Booker is aligning with many other prominent Democratic White House contenders by forswearing all donations from corporate political action committees and federal lobbyists to his campaign, dubbed Cory 2020. A prominent Booker supporter, San Francisco attorney Steve Phillips, says he is working on millions of dollars in committed donations to a so-called super PAC that would boost the senator’s candidacy, but Booker’s campaign is openly against super PACs playing any role in the presidential race.

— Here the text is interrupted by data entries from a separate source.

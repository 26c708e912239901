//! Shared fixtures for unit tests.

use super::types::Chromosome;
use rand::Rng;
use std::sync::Arc;

/// Real-valued point in `[0, 1]^n`.
#[derive(Clone, Debug, PartialEq)]
pub struct Point {
    pub genes: Vec<f64>,
    pub scores: Vec<f64>,
}

impl Point {
    pub fn new(genes: Vec<f64>) -> Self {
        Self {
            genes,
            scores: Vec::new(),
        }
    }

    /// A point whose decision vector is fixed up front; genes mirror the
    /// scores so equal scores mean equal points.
    pub fn scored(scores: Vec<f64>) -> Self {
        Self {
            genes: scores.clone(),
            scores,
        }
    }
}

impl Chromosome for Point {
    fn generate<R: Rng>(&mut self, rng: &mut R) {
        for g in &mut self.genes {
            *g = rng.random_range(0.0..1.0);
        }
    }

    fn mutate<R: Rng>(&mut self, rng: &mut R) {
        let idx = rng.random_range(0..self.genes.len());
        let step: f64 = rng.random_range(-0.1..0.1);
        self.genes[idx] = (self.genes[idx] + step).clamp(0.0, 1.0);
    }

    fn crossover<R: Rng>(&mut self, partner: &Self, rng: &mut R) {
        let point = rng.random_range(0..self.genes.len());
        self.genes[point..].copy_from_slice(&partner.genes[point..]);
    }

    fn decision_vector(&self) -> &[f64] {
        &self.scores
    }

    fn set_decision_vector(&mut self, scores: Vec<f64>) {
        self.scores = scores;
    }
}

/// Two conflicting objectives, both strictly positive on `[0, 1]^n`.
pub fn two_objectives(p: &Point) -> Vec<f64> {
    let x = p.genes[0];
    let rest: f64 = p.genes[1..].iter().sum::<f64>() / p.genes.len().max(1) as f64;
    vec![1.0 + x - 0.5 * rest, 2.0 - x * x - 0.5 * rest]
}

/// Single objective: larger gene sum is better, offset to stay positive.
pub fn gene_sum(p: &Point) -> Vec<f64> {
    vec![1.0 + p.genes.iter().sum::<f64>()]
}

pub fn population(scores: &[Vec<f64>]) -> Vec<Arc<Point>> {
    scores
        .iter()
        .map(|s| Arc::new(Point::scored(s.clone())))
        .collect()
}

pub fn scores_of(population: &[Arc<Point>]) -> Vec<Vec<f64>> {
    population.iter().map(|p| p.scores.clone()).collect()
}
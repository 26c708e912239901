//! Elite archive selection.
//!
//! Keeps a persistent, size-capped archive of non-dominated candidates
//! across epochs and hands the whole archive on as survivors.

use super::{all_positive, objective, Selection, SurvivorPool};
use crate::emo::dominance::is_dominated_in_population;
use crate::emo::population::clamp_range;
use crate::emo::types::Chromosome;
use crate::error::Result;
use std::cmp::Ordering;
use std::collections::BTreeMap;
use std::sync::{Arc, Mutex, MutexGuard};

/// Objective component used as the archive key.
const KEY_OBJECTIVE: usize = 1;

/// Archive key with a total order over `f64`.
#[derive(Debug, Clone, Copy)]
struct ArchiveKey(f64);

impl PartialEq for ArchiveKey {
    fn eq(&self, other: &Self) -> bool {
        self.cmp(other) == Ordering::Equal
    }
}

impl Eq for ArchiveKey {}

impl PartialOrd for ArchiveKey {
    fn partial_cmp(&self, other: &Self) -> Option<Ordering> {
        Some(self.cmp(other))
    }
}

impl Ord for ArchiveKey {
    fn cmp(&self, other: &Self) -> Ordering {
        self.0.total_cmp(&other.0)
    }
}

/// Archival selection over a cross-epoch elite.
///
/// Every call:
///
/// 1. Filters the assigned range to candidates with all objectives
///    strictly positive.
/// 2. Inserts each into the archive keyed by its **second** objective.
///    On a key collision the existing entry wins and the newcomer is
///    dropped.
/// 3. Purges archive entries dominated by any other entry.
/// 4. Evicts lowest-key entries while the archive exceeds its capacity.
/// 5. Appends every archive member not yet in the pool.
///
/// Steps 2–4 run under one lock on the archive and either all take effect
/// or, on error, leave the archive untouched. The archive is the only
/// state kept between calls, so sharing one instance across optimizers
/// shares the elite.
///
/// Decision vectors must have at least two components.
#[derive(Debug)]
pub struct EliteSelection<C> {
    capacity: usize,
    archive: Mutex<BTreeMap<ArchiveKey, Arc<C>>>,
}

impl<C: Chromosome> EliteSelection<C> {
    /// Creates an empty archive holding at most `capacity` entries.
    pub fn new(capacity: usize) -> Self {
        Self {
            capacity,
            archive: Mutex::new(BTreeMap::new()),
        }
    }

    /// Maximum number of archive entries.
    pub fn capacity(&self) -> usize {
        self.capacity
    }

    /// Current number of archive entries.
    pub fn len(&self) -> usize {
        self.lock().len()
    }

    /// Returns `true` if the archive is empty.
    pub fn is_empty(&self) -> bool {
        self.lock().is_empty()
    }

    /// Archive members ordered by first objective, best first.
    pub fn elite(&self) -> Vec<Arc<C>> {
        let mut members: Vec<Arc<C>> = self.lock().values().cloned().collect();
        members.sort_by(|a, b| {
            let fa = a.decision_vector().first().copied().unwrap_or(f64::NEG_INFINITY);
            let fb = b.decision_vector().first().copied().unwrap_or(f64::NEG_INFINITY);
            fb.total_cmp(&fa)
        });
        members
    }

    /// Drops every archive entry.
    pub fn clear(&self) {
        self.lock().clear();
    }

    fn lock(&self) -> MutexGuard<'_, BTreeMap<ArchiveKey, Arc<C>>> {
        self.archive
            .lock()
            .unwrap_or_else(|poisoned| poisoned.into_inner())
    }
}

/// Removes every entry dominated by another entry.
fn purge_dominated<C: Chromosome>(archive: &mut BTreeMap<ArchiveKey, Arc<C>>) -> Result<()> {
    let members: Vec<Arc<C>> = archive.values().cloned().collect();

    let mut dominated = Vec::new();
    for (key, member) in archive.iter() {
        if is_dominated_in_population(member.as_ref(), &members)? {
            dominated.push(*key);
        }
    }

    for key in dominated {
        archive.remove(&key);
    }
    Ok(())
}

impl<C: Chromosome> Selection<C> for EliteSelection<C> {
    fn select(
        &self,
        old_population: &[Arc<C>],
        start: usize,
        length: usize,
        survivors: &SurvivorPool<C>,
    ) -> Result<()> {
        let range = clamp_range(start, length, old_population.len());

        let mut keyed = Vec::with_capacity(range.len());
        for candidate in &old_population[range] {
            if all_positive(candidate.as_ref()) {
                keyed.push((ArchiveKey(objective(candidate.as_ref(), KEY_OBJECTIVE)?), candidate));
            }
        }

        let mut archive = self.lock();

        // Built aside and committed only if the purge succeeds
        let mut next = archive.clone();
        for (key, candidate) in keyed {
            next.entry(key).or_insert_with(|| Arc::clone(candidate));
        }

        purge_dominated(&mut next)?;

        while next.len() > self.capacity {
            next.pop_first();
        }

        *archive = next;
        survivors.extend_unique(archive.values().cloned());
        Ok(())
    }

    fn name(&self) -> &'static str {
        "elite"
    }
}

Booker visited his local congregation at Metropolitan Baptist Church in Newark on Thursday night for prayers ahead of his Friday announcement, a decision that underscores the role his faith will play in his campaign. He has attended service at the church since moving to Newark in 1996.
Booker’s campaign manager will be Addisu Demissie, who managed California Democratic Gov. Gavin Newsom’s campaign last year and previously worked on Hillary Clinton’s 2016 presidential bid.
Associated Press reporter Michael Catalini contributed from Newark, New Jersey.